Jurisdictional structure
- Operations jurisdiction: Maine, USA
- Maine State Police Troops
- Size: 33,414 square miles (86,540 km^{2})
- Population: 1,317,207 (2007 est.)
- General nature: Civilian police;

Operational structure
- Headquarters: Augusta, Maine
- Troopers: 330 (as of 2021)
- Civilians: 117 (as of 2014)
- Agency executives: Colonel Bill G. Ross; Lt. Colonel Brian Scott; Major Lucas Hare; Major Scott Gosselin;

Facilities
- Troops: 10

Website
- http://www.state.me.us/dps/msp/

= Maine State Police =

State police agency

The Maine State Police (MSP) is the state police agency for Maine, which has jurisdiction across the state and was created in 1921.

==Training programs==

Maine State Troopers go through an 18-week Basic Law Enforcement training period at the Maine Criminal Justice Academy in Vassalboro. The entrance standards to the Academy are some of the toughest in the United States. Training includes many hours of learning in courses such as firearms, Constitutional law, patrol procedures, criminal behavior, high-speed pursuit and various other criminal justice and social science courses. The training program at the MCJA is nearly as rigorous as the actual job itself, giving new recruits a good idea of the intensity of the demanding profession for which they are preparing. After graduation from the MCJA, Trooper recruits are required to attend another 10 weeks of training in the Recruit Training Troop (RTT). The RTT is even more rigorous than the 18-week Basic Law Enforcement academy.

As Troopers progress in their careers, they are able to join other specialized units, such as the Tactical Team or K9 Unit.
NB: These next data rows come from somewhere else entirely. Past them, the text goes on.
//! Application entry point for the `codemetal-dampwatch` service.
//!
//! This binary orchestrates the startup sequence for the damp risk API:
//! - Loading configuration from environment variables or `.env`
//! - Initializing structured logging/tracing
//! - Deriving the pipeline options (local offset, backfill, gap policy)
//! - Mounting all API routes via the `routes` gateway (EMBP pattern)
//! - Binding the Axum HTTP server and serving requests
//!
//! # Environment Variables
//! - `BIND_ADDR` (optional) – listen address (default: `0.0.0.0:8080`)
//! - `APP_LOG_LEVEL` (optional) – log verbosity (default: `debug`)
//! - `APP_SPAN_EVENTS` (optional) – span event mode for tracing
//!
//! See `config.rs` for the pipeline settings.
use std::env;

use axum::Router;
use dotenvy::dotenv;
use is_terminal::IsTerminal;
use tracing_subscriber::filter::EnvFilter;
use tracing_subscriber::fmt::format::FmtSpan;

use anyhow::Result;

use dampwatch::{config, routes};

// ---

#[tokio::main]
async fn main() -> Result<()> {
    // ---
    dotenv().ok();
    init_tracing();

    let cfg = config::load_from_env()?;
    cfg.log_config();

    let options = cfg.pipeline_options()?;

    // Build app from routes gateway (EMBP)
    let app: Router = routes::router(options);

    tracing::info!("Listening on {}", cfg.bind_addr);

    let listener = tokio::net::TcpListener::bind(cfg.bind_addr)
        .await
        .map_err(|e| anyhow::anyhow!("Failed to bind {}: {}", cfg.bind_addr, e))?;
    axum::serve(listener, app).await?;

    Ok(())
}

// ---

/// Initialize the global tracing subscriber for structured logging.
///
/// This function configures the [`tracing_subscriber`] with:
/// - Log target, file, and line number output enabled
/// - Color output controlled by TTY detection and `FORCE_COLOR` env var:
///   - `FORCE_COLOR=1|true|yes`: force colors on
///   - `FORCE_COLOR=0|false|no`: force colors off
///   - unset or other values: auto-detect TTY
/// - Span event emission mode controlled by the `APP_SPAN_EVENTS` env var:
///   - `"full"`       : emit ENTER, EXIT, and CLOSE events with timing
///   - `"enter_exit"` : emit ENTER and EXIT only
///   - unset or other values: emit CLOSE events only (default)
/// - Log level controlled by `RUST_LOG`, else the `APP_LOG_LEVEL` env var
///
/// Call once at startup, before any logging.
fn init_tracing() {
    // ---
    let span_events = match env::var("APP_SPAN_EVENTS").as_deref() {
        Ok("full") => FmtSpan::FULL,
        Ok("enter_exit") => FmtSpan::ENTER | FmtSpan::EXIT,
        _ => FmtSpan::CLOSE,
    };

    let use_color = match env::var("FORCE_COLOR").as_deref() {
        Ok("1") | Ok("true") | Ok("yes") => true,
        Ok("0") | Ok("false") | Ok("no") => false,
        _ => std::io::stdout().is_terminal(),
    };

    let env_filter = if env::var("RUST_LOG").is_ok() {
        EnvFilter::from_default_env()
    } else {
        let level = match env::var("APP_LOG_LEVEL").ok().as_deref() {
            Some("trace") => "trace",
            Some("debug") => "debug",
            Some("info") => "info",
            Some("warn") => "warn",
            Some("error") => "error",
            _ => "debug",
        };
        EnvFilter::new(format!("{level},hyper=warn"))
    };

    tracing_subscriber::fmt()
        .with_target(true)
        .with_file(true)
        .with_line_number(true)
        .with_span_events(span_events)
        .with_env_filter(env_filter)
        .with_ansi(use_color)
        .compact()
        .init();
}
These added units require many extra hours of training. Many State Troopers are involved in two to three extra units, depending upon where they are located.

== Organization ==

=== Chief of State Police ===
On Monday April 11, 2011, Governor Paul LePage nominated Lieutenant Colonel Robert Williams to be the new police chief.
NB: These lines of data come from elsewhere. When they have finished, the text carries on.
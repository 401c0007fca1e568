// src/routes/health.rs
//! Liveness endpoint for the dampwatch service.
//!
//! Follows the Explicit Module Boundary Pattern (EMBP): the handler stays
//! private and the gateway (`mod.rs`) merges the exported subrouter.

use axum::{routing::get, Json, Router};
use serde::Serialize;

/// JSON response body for the `/health` endpoint.
#[derive(Serialize)]
struct HealthResponse {
    status: &'static str,
}

/// Handle `GET /health`. Touches no pipeline state.
async fn health() -> Json<HealthResponse> {
    Json(HealthResponse { status: "ok" })
}

/// Subrouter with the `/health` route, generic over the gateway's state type.
pub fn router<S>() -> Router<S>
where
    S: Clone + Send + Sync + 'static,
{
    Router::new().route("/health", get(health))
}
In May 2011, Robert Williams was named Colonel of the Maine State Police.

In March 2018, Colonel Robert Williams announced his retirement from the Maine State Police, stating that he had accepted a position with Colby College as their Director of Security. Governor LePage nominated Lieutenant Colonel John Cote to be the next State Police Chief.

In December 2022, Governor Janet Mills nominated Major William Ross to be the next Chief of the Maine State Police.

=== Top salaries ===
In 2023, two Maine State Police Officers were listed on Maine’s top salary list. Sergeant Jonathan Leach earned $212,685.22 and Sergeant Kristopher Kennedy earned $201,119.60.

=== Field Troops ===

Maine State Police Troops
| Northern Field Troop | Troops E & J |
| Central Field Troop | Troops C & D |
| Southern Field Troop | Troops A & B |

Maine State Troopers patrol from ten barracks located across the state. These barracks are:

- Troop A - Alfred - York County
- Troop B - Gray - Southern Maine
- Troop C - Skowhegan - Western Maine
- Troop D - Augusta - Midcoast Maine
- Troop E - Bangor - Central Maine
- Troop F - Houlton - Northern Maine
- Troop G - Portland - Maine Turnpike
- Troop I - Maine Interstate System
- Troop J - Ellsworth - Downeast Maine
- Troop K - Augusta - Commercial Vehicle Enforcement Unit

In late 2022, the Maine State Police announced that it would be restructuring its field troops. Troops A and B combined to form the Southern Field Troop, Troops C and D formed the Central Field Troop, and Troops E and J formed the Northern Field Troop. Additionally, Troop I was established to patrol all of I-295 from Scarborough to West Gardiner and I-95 from Augusta to the Aroostook County line. This includes I-395.

=== Specialized units ===
Specialty Units fall under the Special Services Division, these units are composed of specially selected and trained members of the Maine State Police. Deployments occur statewide and may be requested at anytime by a law enforcement agency.

==== Air Wing ====
The Maine State Police Air Wing was established in the 1970s. Today, the air wing consists of two Cessna 182 fixed wing aircraft. The aircraft are strategically stationed for regional response to mission requests. Both aircraft and pilots are certified for IFR (instrument flight rules) flight.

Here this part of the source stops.